Décès de la Suédoise Gunnel Lindblom, actrice chère à Bergman, à l'âge de 89 ans

Publié le par Le Figaro

DISPARITION - Repérée par le maître suédois en 1956, elle a ensuite joué dans une demi-douzaine de ses chefs-d’œuvre, dont Le Septième Sceau (1957) et Scènes de la vie conjugale (1973).

Gunnel Lindblom, tout à gauche, lors d'une conférence de presse à Paris, en 1959, avec Jeanne Moreau, à sa droite et Ingmar Bergman STF / AFP

Gunnel Lindblom, tout à gauche, lors d'une conférence de presse à Paris, en 1959, avec Jeanne Moreau, à sa droite et Ingmar Bergman STF / AFP

Décédée le 24 janvier, Gunnel Lindblom était une figure de la culture en Suède. Née en 1931, dans une famille prolétaire, elle prend très tôt son destin en main.
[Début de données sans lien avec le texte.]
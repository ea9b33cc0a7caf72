//! NTT-friendly prime generation.

use super::modular::ModQ;
use crate::error::{Error, Result};

/// Smallest bit size accepted for a generated prime.
pub const MIN_PRIME_BITS: u32 = 20;
/// Largest bit size accepted; keeps Montgomery products inside 128 bits.
pub const MAX_PRIME_BITS: u32 = 61;

/// Generates one prime per entry of `bit_sizes`, each ≡ 1 (mod 2n) and
/// strictly below 2^bits.
///
/// Candidates are scanned downward from the largest admissible value, so the
/// output is deterministic. Primes already emitted and those in `exclude` are
/// skipped, which keeps the whole basis pairwise distinct.
pub fn ntt_primes(bit_sizes: &[u32], n: usize, exclude: &[u64]) -> Result<Vec<u64>> {
    if !n.is_power_of_two() || n < 2 {
        return Err(Error::Configuration(format!(
            "ring dimension {n} is not a power of two"
        )));
    }
    let m = 2 * n as u64;
    let mut taken: Vec<u64> = exclude.to_vec();
    let mut primes = Vec::with_capacity(bit_sizes.len());

    for &bits in bit_sizes {
        if !(MIN_PRIME_BITS..=MAX_PRIME_BITS).contains(&bits) {
            return Err(Error::Configuration(format!(
                "prime size {bits} bits outside {MIN_PRIME_BITS}..={MAX_PRIME_BITS}"
            )));
        }
        let upper = 1u64 << bits;
        let lower = 1u64 << (bits - 1);
        if m >= lower {
            return Err(Error::Configuration(format!(
                "prime size {bits} bits too small for ring dimension {n}"
            )));
        }

        let mut candidate = (upper - 1) / m * m + 1;
        let prime = loop {
            if candidate <= lower {
                return Err(Error::Configuration(format!(
                    "ran out of {bits}-bit primes ≡ 1 mod {m}"
                )));
            }
            if !taken.contains(&candidate) && ModQ::is_prime(candidate) {
                break candidate;
            }
            candidate -= m;
        };

        taken.push(prime);
        primes.push(prime);
    }

    Ok(primes)
}
//! Public-key encryption and secret-key decryption.
//!
//! Encryption samples ternary u and Gaussian e0, e1 and outputs
//! (pk.a·u + e1, pk.b·u + e0 + m). Decryption returns b + a·s.

use std::sync::Arc;

use super::context::RingContext;
use super::types::{Ciphertext, Plaintext, PublicKey, SecretKey};
use crate::math::{GaussianSampler, Poly};

/// Encrypts plaintexts under a public key.
pub struct Encryptor {
    ring: Arc<RingContext>,
    public_key: PublicKey,
    sampler: GaussianSampler,
}

impl Encryptor {
    pub fn new(ring: Arc<RingContext>, public_key: PublicKey) -> Self {
        let sampler = GaussianSampler::new(ring.params().sigma);
        Self {
            ring,
            public_key,
            sampler,
        }
    }

    /// Encryptor with a fixed seed for the encryption randomness.
    pub fn with_seed(ring: Arc<RingContext>, public_key: PublicKey, seed: u64) -> Self {
        let sampler = GaussianSampler::with_seed(ring.params().sigma, seed);
        Self {
            ring,
            public_key,
            sampler,
        }
    }

    /// Encrypts `pt` at its own level and scale.
    pub fn encrypt(&mut self, pt: &Plaintext) -> Ciphertext {
        let ntt = self.ring.ntt();
        let n = self.ring.ring_dim();
        let moduli = pt.poly.moduli();

        let u = Poly::sample_ternary(n, moduli, &mut self.sampler).to_ntt_new(ntt);
        let e0 = Poly::sample_gaussian(n, moduli, &mut self.sampler);
        let e1 = Poly::sample_gaussian(n, moduli, &mut self.sampler);

        let pk_a = self.public_key.a.restrict(moduli).to_ntt_new(ntt);
        let pk_b = self.public_key.b.restrict(moduli).to_ntt_new(ntt);

        let mut a = pk_a.mul_ntt_domain(&u, ntt);
        a.from_ntt(ntt);
        a += &e1;

        let mut b = pk_b.mul_ntt_domain(&u, ntt);
        b.from_ntt(ntt);
        b += &e0;
        b += &pt.poly;

        Ciphertext {
            a,
            b,
            level: pt.level,
            scale: pt.scale,
        }
    }
}

/// Decrypts ciphertexts with the secret key.
pub struct Decryptor {
    ring: Arc<RingContext>,
    secret_key: SecretKey,
}

impl Decryptor {
    pub fn new(ring: Arc<RingContext>, secret_key: SecretKey) -> Self {
        Self { ring, secret_key }
    }

    /// Computes b + a·s over the ciphertext's moduli.
    pub fn decrypt(&self, ct: &Ciphertext) -> Plaintext {
        let ntt = self.ring.ntt();
        let moduli = ct.a.moduli();

        let s = self.secret_key.poly.restrict(moduli).to_ntt_new(ntt);
        let mut a_s = ct.a.to_ntt_new(ntt).mul_ntt_domain(&s, ntt);
        a_s.from_ntt(ntt);

        Plaintext {
            poly: &ct.b + &a_s,
            level: ct.level,
            scale: ct.scale,
        }
    }
}
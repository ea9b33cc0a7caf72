//! CRT reconstruction for RNS residues.
//!
//! Decryption and decoding need the centered integer behind a tuple of
//! residues. The integer can be far wider than 64 bits, but the caller only
//! wants it as an `f64`, so the reconstruction runs Garner's algorithm with
//! balanced mixed-radix digits and evaluates the radix expansion in floating
//! point.

use super::modular::ModQ;

/// Precomputed inverses for Garner reconstruction over a fixed basis.
#[derive(Debug, Clone)]
pub struct GarnerBasis {
    moduli: Vec<u64>,
    /// `inverses[i][j]` = q_j^(-1) mod q_i for j < i.
    inverses: Vec<Vec<u64>>,
}

impl GarnerBasis {
    /// Builds the basis. The moduli must be pairwise coprime and odd.
    ///
    /// # Panics
    ///
    /// Panics if two moduli share a factor.
    pub fn new(moduli: &[u64]) -> Self {
        let inverses = moduli
            .iter()
            .enumerate()
            .map(|(i, &qi)| {
                moduli[..i]
                    .iter()
                    .map(|&qj| match ModQ::inverse(qj % qi, qi) {
                        Some(inv) => inv,
                        None => panic!("moduli {qj} and {qi} are not coprime"),
                    })
                    .collect()
            })
            .collect();

        Self {
            moduli: moduli.to_vec(),
            inverses,
        }
    }

    /// The moduli this basis reconstructs over.
    pub fn moduli(&self) -> &[u64] {
        &self.moduli
    }

    /// Centered value in (-Q/2, Q/2] of the integer with the given residues,
    /// Q being the product of the moduli, returned as `f64`.
    pub fn reconstruct_centered(&self, residues: &[u64]) -> f64 {
        debug_assert_eq!(residues.len(), self.moduli.len());
        let mut digits = Vec::with_capacity(self.moduli.len());

        for (i, (&qi, &ri)) in self.moduli.iter().zip(residues).enumerate() {
            let mut t = ri % qi;
            for (&vj, &inv) in digits.iter().zip(&self.inverses[i]) {
                let vj_mod = ModQ::from_signed(vj, qi);
                t = ModQ::mul(ModQ::sub(t, vj_mod, qi), inv, qi);
            }
            digits.push(ModQ::to_signed(t, qi));
        }

        let mut value = 0.0f64;
        for (&digit, &q) in digits.iter().zip(&self.moduli).rev() {
            value = value * q as f64 + digit as f64;
        }
        value
    }
}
Employée de poste, elle s'inscrit à l'école d'art dramatique de la ville de Göteborg, où elle est acceptée en 1950. Elle apparaît dans Amour de Gustaf Molander deux ans plus tard, alors qu'elle n'a que 21 ans. Ingmar Bergman l'a fait monter sur les planches en 1954, après l'avoir engagée au Théâtre municipal de Malmö. Elle y reste jusqu'en 1959.

Collaboration d'une vie

Gunnel Lindblom a joué dans six films du maître suédois : Le Septième Sceau (1957), Les Fraises sauvages (1957), La Source (1960), Le Silence (1963), Les communiants (1963) et Scènes de la vie conjugale (1973). Leur collaboration ne s'arrête pas là, puisque Bergman l'engage dans deux films pour la télévision et lui donne un rôle au théâtre, dans son adaptation de Woyzeck de Büchner, en 1969. À ses côtés, elle apprend aussi la mise en scène, au Théâtre dramatique royal de Stockholm, que le réalisateur dirige de 1963 à 1966. Bergman n'est pas loin non plus quand il produit Paradis d'été (1977) et Sally et la liberté (1981), ses deux premiers films en tant que réalisatrice. Son mari, Sture Helander, fut, par ailleurs, le médecin de Bergman.

Une géante en Suède

Gunnel Lindblom a aussi su se débrouiller sans Bergman. Actrice, elle joue dans Brother Carl (1970) de Susan Sontag et est appelée pour apparaître dans Millenium (2009), le premier volet de la trilogie écrite par Stieg Larsson. Comédienne au Théâtre dramatique royal à partir de 1968, elle y joue des rôles principaux dans des pièces de Strindberg ou Ibsen. Elle met ensuite plusieurs pièces en scène, dont Oncle Vania de Tchekhov, pour cette scène nationale. Derrière la caméra, elle réalise des films pour la chaîne publique nationale SVT. En Suède, acteurs, dramaturges et personnalités du monde de la culture rendent hommage à cette «femme forte» et «déterminée à suivre sa propre voie».